*Task statement*. Look through the material below. Copy each line that contains the string "bool".

*Supplied data*.
══════

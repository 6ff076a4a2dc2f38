use super::params::HoughParams;
use crate::accumulator::Accumulator;
use crate::diagnostics::{AccumulatorStats, DetectionReport, InputDescriptor, TimingBreakdown};
use crate::error::Result;
use crate::extract::LineExtractor;
use crate::space::ParameterSpace;
use crate::types::{EdgePoint, ImageSize};
use crate::voting::VotingEngine;
use log::{debug, warn};
use std::time::Instant;

/// Runs voting then extraction for one frame at a time.
///
/// Holds only configuration; the parameter space and accumulator are built per
/// call and dropped with it.
#[derive(Clone, Debug, Default)]
pub struct HoughDetector {
    params: HoughParams,
}

impl HoughDetector {
    pub fn new(params: HoughParams) -> Self {
        Self { params }
    }

    pub fn params(&self) -> &HoughParams {
        &self.params
    }

    /// Validates the configuration against `size`.
    pub fn parameter_space(&self, size: ImageSize) -> Result<ParameterSpace> {
        ParameterSpace::new(size, self.params.angle_bins, self.params.distance_bins)
    }

    fn extractor(&self) -> LineExtractor {
        LineExtractor::new(self.params.vote_threshold)
            .with_reconstruction(self.params.reconstruction)
    }

    /// Voting stage only.
    pub fn accumulate(
        &self,
        size: ImageSize,
        points: &[EdgePoint],
    ) -> Result<(ParameterSpace, Accumulator)> {
        let space = self.parameter_space(size)?;
        let acc = VotingEngine::new(&space)
            .with_mode(self.params.voting)
            .accumulate(points)?;
        Ok((space, acc))
    }

    pub fn detect(&self, size: ImageSize, points: &[EdgePoint]) -> Result<DetectionReport> {
        self.detect_with_accumulator(size, points).map(|(report, _)| report)
    }

    /// Like [`Self::detect`], also handing back the filled accumulator.
    pub fn detect_with_accumulator(
        &self,
        size: ImageSize,
        points: &[EdgePoint],
    ) -> Result<(DetectionReport, Accumulator)> {
        let total_start = Instant::now();
        let mut timings = TimingBreakdown::default();

        let space = self.parameter_space(size)?;
        debug!(
            "HoughDetector::detect {}x{} frame, {} points, {}x{} bins (bias {})",
            size.width,
            size.height,
            points.len(),
            space.angle_bins(),
            space.distance_bins(),
            space.bias()
        );
        if points.is_empty() {
            warn!("HoughDetector::detect called without edge points; no lines can be found");
        }

        let engine = VotingEngine::new(&space).with_mode(self.params.voting);
        let acc = timings.measure("voting", || engine.accumulate(points))?;

        let extraction = timings.measure("extraction", || self.extractor().extract(&space, &acc));
        timings.total_ms = total_start.elapsed().as_secs_f64() * 1000.0;

        let stats = AccumulatorStats::new(&space, &acc, self.params.vote_threshold);
        debug!(
            "HoughDetector::detect -> {} lines, {} anomalies, peak {} votes, {:.3} ms",
            extraction.lines.len(),
            extraction.anomalies.len(),
            stats.max_votes,
            timings.total_ms
        );

        let report = DetectionReport {
            input: InputDescriptor {
                width: size.width,
                height: size.height,
                edge_points: points.len(),
            },
            accumulator: stats,
            lines: extraction.lines,
            anomalies: extraction.anomalies,
            timings,
        };
        Ok((report, acc))
    }
}
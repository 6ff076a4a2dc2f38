//! Discretized (angle, distance) parameter space.
//!
//! A point `(row, col)` and angle bin `a` map to the raw distance
//! `r = row·cos θ + col·sin θ`, which is truncated toward zero and shifted by
//! the bias `D/2` to obtain a distance bin. For points inside a `W × H` frame
//! `|r| < √(W² + H²)`, so `D ≥ 2·⌈√(W² + H²)⌉` keeps every bin in `[0, D)`.
//! That bound is checked once, when the space is built.

use crate::angle::{bin_to_radians, AngleBin, TrigTable};
use crate::error::{HoughError, Result};
use crate::types::{EdgePoint, ImageSize};
use serde::Serialize;

/// Index into the distance axis, only constructible for a known bin count.
#[derive(Clone, Copy, Debug, PartialEq, Eq, PartialOrd, Ord, Hash, Serialize)]
#[serde(transparent)]
pub struct DistanceBin(pub(crate) usize);

impl DistanceBin {
    /// Returns `None` when `index` is outside `[0, distance_bins)`.
    #[inline]
    pub fn new(index: usize, distance_bins: usize) -> Option<Self> {
        (index < distance_bins).then_some(Self(index))
    }

    #[inline]
    pub fn index(self) -> usize {
        self.0
    }
}

/// Smallest distance-bin count that holds every distance of `size`.
pub fn required_distance_bins(size: ImageSize) -> usize {
    2 * size.diagonal().ceil() as usize
}

#[derive(Clone, Debug)]
pub struct ParameterSpace {
    size: ImageSize,
    angle_bins: usize,
    distance_bins: usize,
    bias: i64,
    trig: TrigTable,
}

impl ParameterSpace {
    /// Builds a space for `size`. `distance_bins = None` picks the minimum
    /// valid count for the frame diagonal.
    pub fn new(size: ImageSize, angle_bins: usize, distance_bins: Option<usize>) -> Result<Self> {
        if angle_bins == 0 {
            return Err(HoughError::ZeroAngleBins);
        }
        if size.is_empty() {
            return Err(HoughError::EmptyFrame {
                width: size.width,
                height: size.height,
            });
        }
        let required = required_distance_bins(size);
        let distance_bins = distance_bins.unwrap_or(required);
        if distance_bins < required {
            return Err(HoughError::DistanceBinsTooSmall {
                distance_bins,
                required,
                width: size.width,
                height: size.height,
            });
        }
        let fits = angle_bins
            .checked_mul(distance_bins)
            .and_then(|cells| cells.checked_mul(std::mem::size_of::<u32>()))
            .is_some_and(|bytes| bytes <= isize::MAX as usize);
        if !fits {
            return Err(HoughError::AccumulatorTooLarge {
                angle_bins,
                distance_bins,
            });
        }
        Ok(Self {
            size,
            angle_bins,
            distance_bins,
            bias: (distance_bins / 2) as i64,
            trig: TrigTable::new(angle_bins),
        })
    }

    pub fn size(&self) -> ImageSize {
        self.size
    }

    pub fn angle_bins(&self) -> usize {
        self.angle_bins
    }

    pub fn distance_bins(&self) -> usize {
        self.distance_bins
    }

    /// Offset added to truncated distances, `D/2`.
    pub fn bias(&self) -> i64 {
        self.bias
    }

    #[inline]
    pub fn angle_bin(&self, index: usize) -> Option<AngleBin> {
        AngleBin::new(index, self.angle_bins)
    }

    #[inline]
    pub fn distance_bin_at(&self, index: usize) -> Option<DistanceBin> {
        DistanceBin::new(index, self.distance_bins)
    }

    pub fn angles(&self) -> impl Iterator<Item = AngleBin> {
        (0..self.angle_bins).map(AngleBin)
    }

    #[inline]
    pub fn contains(&self, point: EdgePoint) -> bool {
        self.size.contains(point)
    }

    #[inline]
    pub fn angle_radians(&self, angle: AngleBin) -> f64 {
        bin_to_radians(angle.0, self.angle_bins)
    }

    /// Cached `(cos θ, sin θ)` for `angle`.
    #[inline]
    pub fn trig(&self, angle: AngleBin) -> (f64, f64) {
        self.trig.cos_sin(angle)
    }

    /// Unquantized `row·cos θ + col·sin θ`.
    #[inline]
    pub fn raw_distance(&self, point: EdgePoint, angle: AngleBin) -> f64 {
        let (cos, sin) = self.trig(angle);
        point.row as f64 * cos + point.col as f64 * sin
    }

    pub fn distance_bin(&self, point: EdgePoint, angle: AngleBin) -> Result<DistanceBin> {
        let (cos, sin) = self.trig(angle);
        self.distance_bin_with(point, angle, cos, sin)
    }

    /// Same as [`Self::distance_bin`] with the trig pair supplied by the caller,
    /// which lets the voting loop hoist it out of the per-point iteration.
    #[inline]
    pub(crate) fn distance_bin_with(
        &self,
        point: EdgePoint,
        angle: AngleBin,
        cos: f64,
        sin: f64,
    ) -> Result<DistanceBin> {
        // `as` truncates toward zero; rounding would move .5 cases to another bin.
        let r = (point.row as f64 * cos + point.col as f64 * sin) as i64;
        let biased = r + self.bias;
        if biased < 0 || biased as usize >= self.distance_bins {
            return Err(HoughError::DistanceOutOfRange {
                angle: angle.0,
                biased,
                distance_bins: self.distance_bins,
            });
        }
        Ok(DistanceBin(biased as usize))
    }

    /// Inverse of the bias shift, `d − D/2`.
    #[inline]
    pub fn unbiased_distance(&self, distance: DistanceBin) -> i64 {
        distance.0 as i64 - self.bias
    }
}
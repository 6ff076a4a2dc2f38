//! JSON configuration for the command-line tool.

pub mod hough;
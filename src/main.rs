// Allow dead code for Graph verbs kept as part of the client API
#![allow(dead_code)]

mod bulk;
mod cmd;
mod config;
mod error;
mod graph;
mod readiness;

use clap::{Parser, Subcommand};
use colored::Colorize;

#[derive(Parser, Debug)]
#[command(
    name = "ops365",
    about = "Bulk Microsoft 365 administration from the command line",
    version,
    long_about = "Bulk Microsoft 365 administration CLI\n\n\
                  Run per-user Graph operations across whole tenants with bounded\n\
                  retry, pacing, and CSV/JSON run reports."
)]
struct Cli {
    #[command(subcommand)]
    command: Commands,

    /// Enable verbose logging
    #[arg(short, long, global = true)]
    verbose: bool,
}

#[derive(Subcommand, Debug)]
enum Commands {
    /// Authenticate to Microsoft Graph API
    Login(cmd::login::LoginArgs),

    /// Logout and clear cached credentials
    Logout(cmd::login::LogoutArgs),

    /// Manage tenant configurations
    #[command(subcommand)]
    Tenant(TenantCommands),

    /// Export directory data and BitLocker keys
    #[command(subcommand)]
    Export(ExportCommands),

    /// Audit mailbox configuration
    #[command(subcommand)]
    Mailbox(MailboxCommands),

    /// OneDrive provisioning
    #[command(subcommand)]
    Onedrive(OnedriveCommands),

    /// Archive local data to Azure Blob Storage
    #[command(subcommand)]
    Archive(ArchiveCommands),

    /// Migration readiness reports
    #[command(subcommand)]
    Readiness(ReadinessCommands),
}

#[derive(Subcommand, Debug)]
enum TenantCommands {
    /// Add a new tenant configuration
    Add(cmd::tenant::TenantAddArgs),

    /// List all configured tenants
    List(cmd::tenant::TenantListArgs),

    /// Switch active tenant
    Switch(cmd::tenant::TenantSwitchArgs),

    /// Remove a tenant configuration
    Remove(cmd::tenant::TenantRemoveArgs),
}

#[derive(Subcommand, Debug)]
enum ExportCommands {
    /// Export all users to CSV or JSON
    Users(cmd::export::ExportUsersArgs),

    /// Export all groups to CSV or JSON
    Groups(cmd::export::ExportGroupsArgs),

    /// Back up BitLocker recovery keys across the tenant
    Bitlocker(cmd::export::BitlockerBackupArgs),
}

#[derive(Subcommand, Debug)]
enum MailboxCommands {
    /// Audit inbox rules for external forwarding
    Rules(cmd::mailbox::RulesAuditArgs),
}

#[derive(Subcommand, Debug)]
enum OnedriveCommands {
    /// Provision OneDrive for a list of users
    Provision(cmd::onedrive::ProvisionArgs),
}

#[derive(Subcommand, Debug)]
enum ArchiveCommands {
    /// Copy a local directory to blob storage with azcopy
    Run(cmd::archive::ArchiveArgs),

    /// Verify azcopy is installed
    Check(cmd::archive::ArchiveCheckArgs),
}

#[derive(Subcommand, Debug)]
enum ReadinessCommands {
    /// Normalize a migration readiness-report CSV
    Process(cmd::readiness::ProcessArgs),
}

#[tokio::main]
async fn main() {
    if let Err(e) = run().await {
        eprintln!("{} {}", "Error:".red().bold(), e);
        std::process::exit(1);
    }
}

async fn run() -> error::Result<()> {
    let cli = Cli::parse();

    if cli.verbose {
        tracing_subscriber::fmt()
            .with_env_filter("ops365=debug")
            .init();
    }

    match cli.command {
        Commands::Login(args) => cmd::login::login(args).await?,
        Commands::Logout(args) => cmd::login::logout(args).await?,
        Commands::Tenant(tenant_cmd) => match tenant_cmd {
            TenantCommands::Add(args) => cmd::tenant::add(args).await?,
            TenantCommands::List(args) => cmd::tenant::list(args).await?,
            TenantCommands::Switch(args) => cmd::tenant::switch(args).await?,
            TenantCommands::Remove(args) => cmd::tenant::remove(args).await?,
        },
        Commands::Export(export_cmd) => match export_cmd {
            ExportCommands::Users(args) => cmd::export::users(args).await?,
            ExportCommands::Groups(args) => cmd::export::groups(args).await?,
            ExportCommands::Bitlocker(args) => cmd::export::bitlocker(args).await?,
        },
        Commands::Mailbox(mailbox_cmd) => match mailbox_cmd {
            MailboxCommands::Rules(args) => cmd::mailbox::rules(args).await?,
        },
        Commands::Onedrive(onedrive_cmd) => match onedrive_cmd {
            OnedriveCommands::Provision(args) => cmd::onedrive::provision(args).await?,
        },
        Commands::Archive(archive_cmd) => match archive_cmd {
            ArchiveCommands::Run(args) => cmd::archive::run(args).await?,
            ArchiveCommands::Check(args) => cmd::archive::check(args).await?,
        },
        Commands::Readiness(readiness_cmd) => match readiness_cmd {
            ReadinessCommands::Process(args) => cmd::readiness::process(args).await?,
        },
    }

    Ok(())
}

══════

*Your response*.
    pub fn contains(&self, point: EdgePoint) -> bool {
    verbose: bool,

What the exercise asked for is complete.